══ Working data

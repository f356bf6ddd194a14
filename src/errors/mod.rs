use std::fmt::Display;
use std::str::FromStr;

use rusqlite::ErrorCode;
use rusqlite::ffi::{SQLITE_CONSTRAINT_FOREIGNKEY, SQLITE_CONSTRAINT_UNIQUE};
use serde::Serialize;

/// One rejected input field
#[derive(Debug, Clone, PartialEq, Eq, Serialize)]
pub struct FieldError {
    pub field: &'static str,
    pub message: String,
}

impl FieldError {
    pub fn new(field: &'static str, message: impl Into<String>) -> Self {
        Self {
            field,
            message: message.into(),
        }
    }
}

/// Failures of mutating admin operations, as shown to the operator
#[derive(Debug, thiserror::Error)]
pub enum AdminError {
    #[error("invalid input")]
    Validation(Vec<FieldError>),

    #[error("{0}")]
    Conflict(String),

    #[error("cannot delete {entity}: {dependents} dependent record(s)")]
    Referential { entity: &'static str, dependents: i64 },

    #[error("{0} not found")]
    NotFound(String),

    #[error("database error")]
    Database(#[from] anyhow::Error),
}

pub type AdminResult<T> = Result<T, AdminError>;

/// Collects field errors and fails once at the end
#[derive(Debug, Default)]
pub struct Validator {
    errors: Vec<FieldError>,
}

impl Validator {
    pub fn new() -> Self {
        Self::default()
    }

    pub fn check(&mut self, ok: bool, field: &'static str, message: &str) {
        if !ok {
            self.errors.push(FieldError::new(field, message));
        }
    }

    pub fn push(&mut self, error: FieldError) {
        self.errors.push(error);
    }

    /// Parses a closed-vocabulary field, recording the failure
    pub fn parse<T>(&mut self, field: &'static str, raw: &str) -> Option<T>
    where
        T: FromStr,
        T::Err: Display,
    {
        match raw.parse::<T>() {
            Ok(value) => Some(value),
            Err(e) => {
                self.push(FieldError::new(field, e.to_string()));
                None
            }
        }
    }

    pub fn finish(self) -> AdminResult<()> {
        if self.errors.is_empty() {
            Ok(())
        } else {
            Err(AdminError::Validation(self.errors))
        }
    }
}

/// Turns SQLite constraint violations into the operator-facing taxonomy.
///
/// `conflict` is the message used for a UNIQUE violation, `entity` names the
/// record whose deletion a FOREIGN KEY violation blocked.
pub fn classify_store_error(
    err: rusqlite::Error,
    conflict: &str,
    entity: &'static str,
) -> AdminError {
    if let rusqlite::Error::SqliteFailure(ref failure, _) = err {
        if failure.code == ErrorCode::ConstraintViolation {
            match failure.extended_code {
                SQLITE_CONSTRAINT_UNIQUE => return AdminError::Conflict(conflict.to_string()),
                SQLITE_CONSTRAINT_FOREIGNKEY => {
                    return AdminError::Referential {
                        entity,
                        dependents: 0,
                    };
                }
                _ => {}
            }
        }
    }

    AdminError::Database(anyhow::Error::new(err).context(format!("Failed to write {entity}")))
}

════

▸ Problem requirements:
Reproduce each record shown above without altering a single word.

▸ Final answer:
repository f356bf6ddd194a14
filename src/errors/mod.rs
use std::fmt::Display;
use std::str::FromStr;

use rusqlite::ErrorCode;
use rusqlite::ffi::{SQLITE_CONSTRAINT_FOREIGNKEY, SQLITE_CONSTRAINT_UNIQUE};
use serde::Serialize;

/// One rejected input field
#[derive(Debug, Clone, PartialEq, Eq, Serialize)]
pub struct FieldError {
    pub field: &'static str,
    pub message: String,
}

impl FieldError {
    pub fn new(field: &'static str, message: impl Into<String>) -> Self {
        Self {
            field,
            message: message.into(),
        }
    }
}

/// Failures of mutating admin operations, as shown to the operator
#[derive(Debug, thiserror::Error)]
pub enum AdminError {
    #[error("invalid input")]
    Validation(Vec<FieldError>),

    #[error("{0}")]
    Conflict(String),

    #[error("cannot delete {entity}: {dependents} dependent record(s)")]
    Referential { entity: &'static str, dependents: i64 },

    #[error("{0} not found")]
    NotFound(String),

    #[error("database error")]
    Database(#[from] anyhow::Error),
}

pub type AdminResult<T> = Result<T, AdminError>;

/// Collects field errors and fails once at the end
#[derive(Debug, Default)]
pub struct Validator {
    errors: Vec<FieldError>,
}

impl Validator {
    pub fn new() -> Self {
        Self::default()
    }

    pub fn check(&mut self, ok: bool, field: &'static str, message: &str) {
        if !ok {
            self.errors.push(FieldError::new(field, message));
        }
    }

    pub fn push(&mut self, error: FieldError) {
        self.errors.push(error);
    }

    /// Parses a closed-vocabulary field, recording the failure
    pub fn parse<T>(&mut self, field: &'static str, raw: &str) -> Option<T>
    where
        T: FromStr,
        T::Err: Display,
    {
        match raw.parse::<T>() {
            Ok(value) => Some(value),
            Err(e) => {
                self.push(FieldError::new(field, e.to_string()));
                None
            }
        }
    }

    pub fn finish(self) -> AdminResult<()> {
        if self.errors.is_empty() {
            Ok(())
        } else {
            Err(AdminError::Validation(self.errors))
        }
    }
}

/// Turns SQLite constraint violations into the operator-facing taxonomy.
///
/// `conflict` is the message used for a UNIQUE violation, `entity` names the
/// record whose deletion a FOREIGN KEY violation blocked.
pub fn classify_store_error(
    err: rusqlite::Error,
    conflict: &str,
    entity: &'static str,
) -> AdminError {
    if let rusqlite::Error::SqliteFailure(ref failure, _) = err {
        if failure.code == ErrorCode::ConstraintViolation {
            match failure.extended_code {
                SQLITE_CONSTRAINT_UNIQUE => return AdminError::Conflict(conflict.to_string()),
                SQLITE_CONSTRAINT_FOREIGNKEY => {
                    return AdminError::Referential {
                        entity,
                        dependents: 0,
                    };
                }
                _ => {}
            }
        }
    }

    AdminError::Database(anyhow::Error::new(err).context(format!("Failed to write {entity}")))
}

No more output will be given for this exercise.